# WORK INSTRUCTION
For the data below, work out how many lines contain the word "listener" and supply only that number.

Records excerpted from a collection

--*--

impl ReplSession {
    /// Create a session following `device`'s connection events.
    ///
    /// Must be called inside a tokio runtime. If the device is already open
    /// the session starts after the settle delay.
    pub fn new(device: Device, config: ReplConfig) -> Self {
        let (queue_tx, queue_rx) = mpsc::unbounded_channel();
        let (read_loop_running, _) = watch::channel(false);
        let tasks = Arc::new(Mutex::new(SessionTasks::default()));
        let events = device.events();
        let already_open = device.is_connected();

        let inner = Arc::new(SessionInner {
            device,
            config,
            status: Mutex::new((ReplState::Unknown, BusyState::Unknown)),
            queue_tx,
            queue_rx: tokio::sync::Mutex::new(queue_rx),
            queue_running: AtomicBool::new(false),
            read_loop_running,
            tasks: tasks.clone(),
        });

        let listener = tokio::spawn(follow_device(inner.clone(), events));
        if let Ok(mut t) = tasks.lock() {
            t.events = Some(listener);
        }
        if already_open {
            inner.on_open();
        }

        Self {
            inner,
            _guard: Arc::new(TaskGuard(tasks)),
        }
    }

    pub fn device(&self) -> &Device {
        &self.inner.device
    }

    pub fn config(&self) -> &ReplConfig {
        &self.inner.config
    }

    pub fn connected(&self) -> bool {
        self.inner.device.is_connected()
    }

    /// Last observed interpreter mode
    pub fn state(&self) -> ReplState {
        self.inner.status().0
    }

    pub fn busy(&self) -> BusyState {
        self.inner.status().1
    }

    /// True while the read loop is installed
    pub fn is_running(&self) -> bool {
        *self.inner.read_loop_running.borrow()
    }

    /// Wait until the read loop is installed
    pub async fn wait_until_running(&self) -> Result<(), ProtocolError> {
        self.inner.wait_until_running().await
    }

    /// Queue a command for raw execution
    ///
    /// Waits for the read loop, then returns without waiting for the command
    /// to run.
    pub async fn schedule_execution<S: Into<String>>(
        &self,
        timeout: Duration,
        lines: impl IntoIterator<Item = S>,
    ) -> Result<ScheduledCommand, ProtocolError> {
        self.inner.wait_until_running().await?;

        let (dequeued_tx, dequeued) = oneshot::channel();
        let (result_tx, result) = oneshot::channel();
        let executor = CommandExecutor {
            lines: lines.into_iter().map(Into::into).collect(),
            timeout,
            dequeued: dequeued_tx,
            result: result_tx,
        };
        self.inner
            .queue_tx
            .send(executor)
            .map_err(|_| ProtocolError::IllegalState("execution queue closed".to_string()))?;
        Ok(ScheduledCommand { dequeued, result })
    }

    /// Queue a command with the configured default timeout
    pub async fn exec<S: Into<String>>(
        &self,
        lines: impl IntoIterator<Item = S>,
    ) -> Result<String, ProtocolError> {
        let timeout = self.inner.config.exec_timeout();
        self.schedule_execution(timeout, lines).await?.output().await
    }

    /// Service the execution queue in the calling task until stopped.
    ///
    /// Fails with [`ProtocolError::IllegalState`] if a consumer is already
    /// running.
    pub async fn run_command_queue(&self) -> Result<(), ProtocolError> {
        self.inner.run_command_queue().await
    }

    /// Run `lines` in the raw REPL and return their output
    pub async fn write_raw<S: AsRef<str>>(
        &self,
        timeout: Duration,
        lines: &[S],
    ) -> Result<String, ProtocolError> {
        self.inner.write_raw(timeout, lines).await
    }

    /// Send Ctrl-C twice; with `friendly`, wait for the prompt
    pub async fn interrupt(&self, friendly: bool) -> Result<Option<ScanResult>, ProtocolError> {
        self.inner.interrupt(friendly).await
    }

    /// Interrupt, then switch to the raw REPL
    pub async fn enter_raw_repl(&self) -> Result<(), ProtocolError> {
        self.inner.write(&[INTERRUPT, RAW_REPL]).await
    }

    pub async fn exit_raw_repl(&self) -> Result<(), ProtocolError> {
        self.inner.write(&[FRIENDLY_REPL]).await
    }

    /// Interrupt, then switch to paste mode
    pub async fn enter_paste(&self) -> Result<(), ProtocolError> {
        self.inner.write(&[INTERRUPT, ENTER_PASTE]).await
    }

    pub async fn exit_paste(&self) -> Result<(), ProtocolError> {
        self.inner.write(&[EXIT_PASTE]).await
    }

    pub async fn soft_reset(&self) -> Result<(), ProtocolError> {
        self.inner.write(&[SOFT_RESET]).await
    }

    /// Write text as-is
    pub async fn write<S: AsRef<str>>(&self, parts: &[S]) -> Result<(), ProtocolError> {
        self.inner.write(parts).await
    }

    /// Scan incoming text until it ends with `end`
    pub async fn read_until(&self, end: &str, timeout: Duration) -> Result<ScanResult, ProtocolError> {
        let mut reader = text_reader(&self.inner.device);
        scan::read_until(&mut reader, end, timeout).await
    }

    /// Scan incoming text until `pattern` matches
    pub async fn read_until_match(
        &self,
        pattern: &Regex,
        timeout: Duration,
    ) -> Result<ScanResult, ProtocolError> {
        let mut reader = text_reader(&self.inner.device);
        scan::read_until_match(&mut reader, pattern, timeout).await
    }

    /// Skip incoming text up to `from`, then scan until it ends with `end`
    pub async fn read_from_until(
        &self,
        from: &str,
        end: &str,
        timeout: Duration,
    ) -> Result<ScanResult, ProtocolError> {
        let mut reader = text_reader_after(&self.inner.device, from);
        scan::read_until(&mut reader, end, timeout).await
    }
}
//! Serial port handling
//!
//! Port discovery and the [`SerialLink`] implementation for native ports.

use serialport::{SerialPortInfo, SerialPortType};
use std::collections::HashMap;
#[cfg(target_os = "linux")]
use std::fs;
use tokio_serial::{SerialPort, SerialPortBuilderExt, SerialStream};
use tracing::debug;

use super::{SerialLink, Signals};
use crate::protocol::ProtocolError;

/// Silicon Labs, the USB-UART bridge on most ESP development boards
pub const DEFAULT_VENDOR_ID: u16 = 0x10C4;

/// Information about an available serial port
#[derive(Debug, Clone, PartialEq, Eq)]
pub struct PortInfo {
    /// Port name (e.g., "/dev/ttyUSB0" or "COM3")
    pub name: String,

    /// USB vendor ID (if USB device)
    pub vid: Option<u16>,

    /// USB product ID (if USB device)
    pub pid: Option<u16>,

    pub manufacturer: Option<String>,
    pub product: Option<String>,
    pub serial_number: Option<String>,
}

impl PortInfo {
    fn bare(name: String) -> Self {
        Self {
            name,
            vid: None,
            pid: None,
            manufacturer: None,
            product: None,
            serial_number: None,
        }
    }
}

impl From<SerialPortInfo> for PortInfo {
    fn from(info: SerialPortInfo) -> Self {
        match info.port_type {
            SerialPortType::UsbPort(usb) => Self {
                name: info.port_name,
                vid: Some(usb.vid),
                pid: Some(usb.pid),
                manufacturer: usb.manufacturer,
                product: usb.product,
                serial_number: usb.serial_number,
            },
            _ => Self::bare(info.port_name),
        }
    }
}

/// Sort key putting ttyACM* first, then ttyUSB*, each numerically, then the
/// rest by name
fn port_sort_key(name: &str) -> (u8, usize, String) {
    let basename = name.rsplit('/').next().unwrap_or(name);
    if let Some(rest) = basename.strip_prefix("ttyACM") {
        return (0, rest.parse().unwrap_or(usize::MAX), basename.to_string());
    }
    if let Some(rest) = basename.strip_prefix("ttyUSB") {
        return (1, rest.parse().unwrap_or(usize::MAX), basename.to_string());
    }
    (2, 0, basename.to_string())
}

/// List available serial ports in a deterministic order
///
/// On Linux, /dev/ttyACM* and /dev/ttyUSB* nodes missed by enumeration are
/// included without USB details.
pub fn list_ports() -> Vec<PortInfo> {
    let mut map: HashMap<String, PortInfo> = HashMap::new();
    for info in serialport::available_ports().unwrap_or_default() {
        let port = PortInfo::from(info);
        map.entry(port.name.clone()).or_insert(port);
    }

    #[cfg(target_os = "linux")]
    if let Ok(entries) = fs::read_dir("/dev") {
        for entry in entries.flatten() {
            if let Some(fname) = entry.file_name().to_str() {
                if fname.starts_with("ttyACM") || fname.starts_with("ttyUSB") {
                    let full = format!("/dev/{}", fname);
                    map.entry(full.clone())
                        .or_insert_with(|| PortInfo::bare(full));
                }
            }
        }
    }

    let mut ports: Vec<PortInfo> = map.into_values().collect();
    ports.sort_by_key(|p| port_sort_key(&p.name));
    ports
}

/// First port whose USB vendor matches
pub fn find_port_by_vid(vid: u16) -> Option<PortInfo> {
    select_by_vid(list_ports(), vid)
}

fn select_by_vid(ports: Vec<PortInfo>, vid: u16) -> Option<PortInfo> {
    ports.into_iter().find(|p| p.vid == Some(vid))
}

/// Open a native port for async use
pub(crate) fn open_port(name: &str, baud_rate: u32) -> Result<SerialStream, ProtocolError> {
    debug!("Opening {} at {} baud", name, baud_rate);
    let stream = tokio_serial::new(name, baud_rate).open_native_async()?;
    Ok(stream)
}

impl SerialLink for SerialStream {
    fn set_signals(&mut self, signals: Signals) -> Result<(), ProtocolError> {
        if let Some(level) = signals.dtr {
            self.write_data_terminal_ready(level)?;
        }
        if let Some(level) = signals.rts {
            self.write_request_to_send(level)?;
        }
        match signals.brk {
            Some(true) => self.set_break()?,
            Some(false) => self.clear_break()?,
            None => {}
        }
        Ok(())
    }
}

--*--

# WRITTEN SOLUTION
2